Was bedeutet wohnwirtschaftliche Verwendung?

Die wohnwirtschaftliche Verwendung kommt bei einem Bauspardarlehen zum Tragen. Laut Paragraf 1 Absatz 3 Bausparkassengesetz (BauSparkG) dürfen die Bausparer die Darlehen nur für wohnwirtschaftliche Zwecke nutzen. Unter anderem sind folgende Maßnahmen möglich:

  • Bau, Kauf oder Sanierung von Gebäuden oder Wohnungen, die vorwiegend zum Wohnen genutzt werden
  • Modernisierungs- oder Renovierungsmaßnahmen an Häusern oder Wohnungen, wobei die Bauteile, die instand gesetzt werden, fest mit dem Gebäude verbunden sein müssen (z. B. Sanierung des Badezimmers)
  • Kauf von Bauland oder Erbbaurechten
  • Erwerb von Rechten zur dauerhaften Nutzung (Einkauf in einer Seniorenresidenz)
  • Maßnahmen zur Erschließung und Förderung von Wohngebieten
  • Umschuldung eines bestehenden Baufinanzierungskredits
  • Tilgungsersatz für eine neu abgeschlossene Baufinanzierung

Die Immobilie muss in Deutschland liegen und das gesamte Jahr über nutzbar sein. Eine Urlaubsreise oder Konsumgüter wie ein neues Auto dürfen mit dem Bauspardarlehen nicht finanziert werden.

Wie wird die wohnwirtschaftliche Verwendung nachgewiesen?

Wie der Darlehensnehmer die Verwendung des Bauspardarlehens nachweist, ist abhängig davon, wie er die Mittel nutzt. So können die wohnwirtschaftlichen Zwecke beispielsweise anhand einer Fälligkeitsmitteilung für einen Kaufpreis nachgewiesen werden, sofern es sich um den Erwerb einer Immobilie handelt. Möglich ist auch die Vorlage von Handwerkerrechnungen, aus denen die mit dem Darlehen durchgeführten Maßnahmen hervorgehen. Plant der Bausparer die Ablösung einer bestehenden Baufinanzierung, erfolgt der Nachweis anhand eines aktuellen Darlehenskontoauszugs.

Wie ist der Zusammenhang mit der Wohnungsbauprämie?

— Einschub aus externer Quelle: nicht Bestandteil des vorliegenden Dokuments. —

// Authenticated BitoPro order stream
//
// One frame may carry several orders, so decoded hints are queued and handed
// out one at a time.

use std::collections::VecDeque;
use std::sync::Arc;

use async_trait::async_trait;
use futures_util::{SinkExt, StreamExt};
use serde_json::{json, Value};
use tokio_tungstenite::tungstenite::client::IntoClientRequest;
use tokio_tungstenite::tungstenite::http::HeaderValue;
use tokio_tungstenite::tungstenite::protocol::Message;
use tokio_tungstenite::{connect_async, MaybeTlsStream, WebSocketStream};
use tracing::{debug, info, warn};

use super::exchange::{OrderHint, StreamConnection, StreamConnector};
use super::signer::{NonceSource, PayloadSigner};
use crate::config::ExchangeConfig;
use crate::error::{TradingError, TradingResult};
use crate::types::{OrderId, OrderStatus};

type WsStream = WebSocketStream<MaybeTlsStream<tokio::net::TcpStream>>;

pub const ACTIVE_ORDERS_EVENT: &str = "ACTIVE_ORDERS";

pub struct BitoProStreamConnector {
    url: String,
    signer: PayloadSigner,
    identity: String,
    nonces: Arc<NonceSource>,
}

impl BitoProStreamConnector {
    pub fn new(config: &ExchangeConfig, nonces: Arc<NonceSource>) -> Self {
        Self {
            url: config.ws_url.clone(),
            signer: PayloadSigner::new(&config.api_key, &config.api_secret),
            identity: config.identity.clone(),
            nonces,
        }
    }
}

#[async_trait]
impl StreamConnector for BitoProStreamConnector {
    async fn connect(&self) -> TradingResult<Box<dyn StreamConnection>> {
        let params = json!({ "identity": self.identity, "nonce": self.nonces.next() });
        let signed = self.signer.sign(&params)?;

        let mut request = self.url.as_str().into_client_request()?;
        for (name, value) in self.signer.headers(&signed) {
            let value = HeaderValue::from_str(&value)
                .map_err(|e| TradingError::Signature(format!("invalid header {}: {}", name, e)))?;
            request.headers_mut().insert(name, value);
        }

        let (socket, _) = connect_async(request).await?;
        info!("✅ Connected to BitoPro order stream");

        Ok(Box::new(BitoProStream {
            socket,
            pending: VecDeque::new(),
        }))
    }
}

pub struct BitoProStream {
    socket: WsStream,
    pending: VecDeque<OrderHint>,
}

#[async_trait]
impl StreamConnection for BitoProStream {
    async fn next_hint(&mut self) -> Option<TradingResult<OrderHint>> {
        loop {
            if let Some(hint) = self.pending.pop_front() {
                return Some(Ok(hint));
            }

            let msg = match self.socket.next().await? {
                Ok(msg) => msg,
                Err(e) => return Some(Err(e.into())),
            };

            match msg {
                Message::Text(text) => match serde_json::from_str::<Value>(&text) {
                    Ok(frame) => self.pending.extend(decode_active_orders(&frame)),
                    Err(e) => debug!("Ignoring undecodable frame: {}", e),
                },
                Message::Ping(data) => {
                    if let Err(e) = self.socket.send(Message::Pong(data)).await {
                        return Some(Err(e.into()));
                    }
                }
                Message::Close(frame) => {
                    warn!("⚠️ Order stream closed by server: {:?}", frame);
                    return None;
                }
                _ => {}
            }
        }
    }

    async fn close(&mut self) {
        if let Err(e) = self.socket.close(None).await {
            debug!("Order stream close: {}", e);
        }
    }
}

/// Extract order hints from an `ACTIVE_ORDERS` frame. Other events yield nothing.
pub fn decode_active_orders(frame: &Value) -> Vec<OrderHint> {
    if frame.get("event").and_then(Value::as_str) != Some(ACTIVE_ORDERS_EVENT) {
        return Vec::new();
    }

    let Some(data) = frame.get("data").and_then(Value::as_object) else {
        return Vec::new();
    };

    let mut hints = Vec::new();
    for (pair, orders) in data {
        let Some(orders) = orders.as_array() else {
            continue;
        };
        for order in orders {
            let id = match order.get("id") {
                Some(Value::String(s)) => s.clone(),
                Some(Value::Number(n)) => n.to_string(),
                _ => continue,
            };
            let status_hint = order
                .get("status")
                .and_then(Value::as_i64)
                .and_then(OrderStatus::from_bitopro_code);

            hints.push(OrderHint {
                pair: pair.clone(),
                order_id: OrderId(id),
                status_hint,
            });
        }
    }
    hints
}

#[cfg(test)]
mod tests {
    use super::*;

    #[test]
    fn test_decode_active_orders() {
        let frame = json!({
            "event": "ACTIVE_ORDERS",
            "timestamp": 1700000000000i64,
            "data": {
                "btc_twd": [
                    {"id": "111", "status": 2, "price": "100"},
                    {"id": "112", "status": 0}
                ]
            }
        });

        let hints = decode_active_orders(&frame);
        assert_eq!(hints.len(), 2);
        assert_eq!(hints[0].pair, "btc_twd");
        assert_eq!(hints[0].order_id, OrderId::from("111"));
        assert_eq!(hints[0].status_hint, Some(OrderStatus::Filled));
        assert_eq!(hints[1].status_hint, Some(OrderStatus::New));
    }

    #[test]
    fn test_other_events_ignored() {
        let frame = json!({"event": "ACCOUNT_BALANCE", "data": {"btc_twd": [{"id": "1"}]}});
        assert!(decode_active_orders(&frame).is_empty());

        let malformed = json!({"event": "ACTIVE_ORDERS", "data": {"btc_twd": [{"status": 2}]}});
        assert!(decode_active_orders(&malformed).is_empty());
    }
}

Die wohnwirtschaftliche Verwendung spielt nicht nur beim Bauspardarlehen eine Rolle, sondern auch bei der Wohnungsbauprämie. Unter bestimmten Voraussetzungen erhalten Bausparer eine Wohnungsbauprämie vom Staat. Um die Förderung zu bekommen, sind Einkommensgrenzen einzuhalten, zudem ist ein entsprechender Antrag zu stellen. Die Prämie wird für den Bausparer auf seinem Bausparkonto vorgemerkt. Lässt der Sparer sich innerhalb einer Sperrfrist von 7 Jahren die Bausparsumme auszahlen, muss eine wohnwirtschaftliche Verwendung vorliegen, damit er die Wohnungsbauprämie erhält. Wird der Vertrag für andere Zwecke genutzt, ist die Prämie zurückzuzahlen.

Ein Sonderfall sind Sparer unter 25 Jahren, für welche die Bedingung der wohnwirtschaftlichen Nutzung nicht gilt.